→ Input data:
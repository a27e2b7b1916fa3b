//! Co-process entry point.
//!
//! Binds the listen socket, waits for the host to connect, then runs the
//! BRIO instruction loop until the host closes the connection. Exits
//! nonzero on auth failure or any uncaught decode error.
use std::time::Duration;

use anyhow::Result;
use clap::Parser;
use log::info;

use brio::{IpcServer, VarEvaluator};

#[derive(clap::Parser, Debug)]
#[command(version, about)]
struct Opt {
    #[arg(long, default_value = "0.0.0.0")]
    host: String,

    #[arg(long, short, default_value_t = 8888)]
    port: u16,

    #[arg(long, short, help = "Expected auth key")]
    key: String,

    #[arg(long, short, default_value_t = 10, help = "Accept timeout in seconds")]
    timeout: u64,

    #[arg(long, value_enum, default_value = "warn")]
    level: Level,
}

#[derive(Copy, Clone, Debug, PartialEq, clap::ValueEnum)]
enum Level {
    Warn,
    Info,
    Debug,
}

fn main() -> Result<()> {
    let opt = Opt::parse();
    let verbosity: usize = match opt.level {
        Level::Warn => 1,
        Level::Info => 2,
        Level::Debug => 3,
    };
    stderrlog::new()
        .module(module_path!())
        .module("brio")
        .verbosity(verbosity)
        .timestamp(stderrlog::Timestamp::Second)
        .init()?;

    let server = IpcServer::bind(
        &opt.host,
        opt.port,
        &opt.key,
        Duration::from_secs(opt.timeout),
    )?;
    server.run(&mut VarEvaluator)?;
    info!("exiting");
    Ok(())
}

→ Exercise brief: The data must be retyped in full, exactly as it reads.

→ Solution:
repository a27e2b7b1916fa3b
//! Co-process entry point.
//!
//! Binds the listen socket, waits for the host to connect, then runs the
//! BRIO instruction loop until the host closes the connection. Exits
//! nonzero on auth failure or any uncaught decode error.
use std::time::Duration;

use anyhow::Result;
use clap::Parser;
use log::info;

use brio::{IpcServer, VarEvaluator};

#[derive(clap::Parser, Debug)]
#[command(version, about)]
struct Opt {
    #[arg(long, default_value = "0.0.0.0")]
    host: String,

    #[arg(long, short, default_value_t = 8888)]
    port: u16,

    #[arg(long, short, help = "Expected auth key")]
    key: String,

    #[arg(long, short, default_value_t = 10, help = "Accept timeout in seconds")]
    timeout: u64,

    #[arg(long, value_enum, default_value = "warn")]
    level: Level,
}

#[derive(Copy, Clone, Debug, PartialEq, clap::ValueEnum)]
enum Level {
    Warn,
    Info,
    Debug,
}

fn main() -> Result<()> {
    let opt = Opt::parse();
    let verbosity: usize = match opt.level {
        Level::Warn => 1,
        Level::Info => 2,
        Level::Debug => 3,
    };
    stderrlog::new()
        .module(module_path!())
        .module("brio")
        .verbosity(verbosity)
        .timestamp(stderrlog::Timestamp::Second)
        .init()?;

    let server = IpcServer::bind(
        &opt.host,
        opt.port,
        &opt.key,
        Duration::from_secs(opt.timeout),
    )?;
    server.run(&mut VarEvaluator)?;
    info!("exiting");
    Ok(())
}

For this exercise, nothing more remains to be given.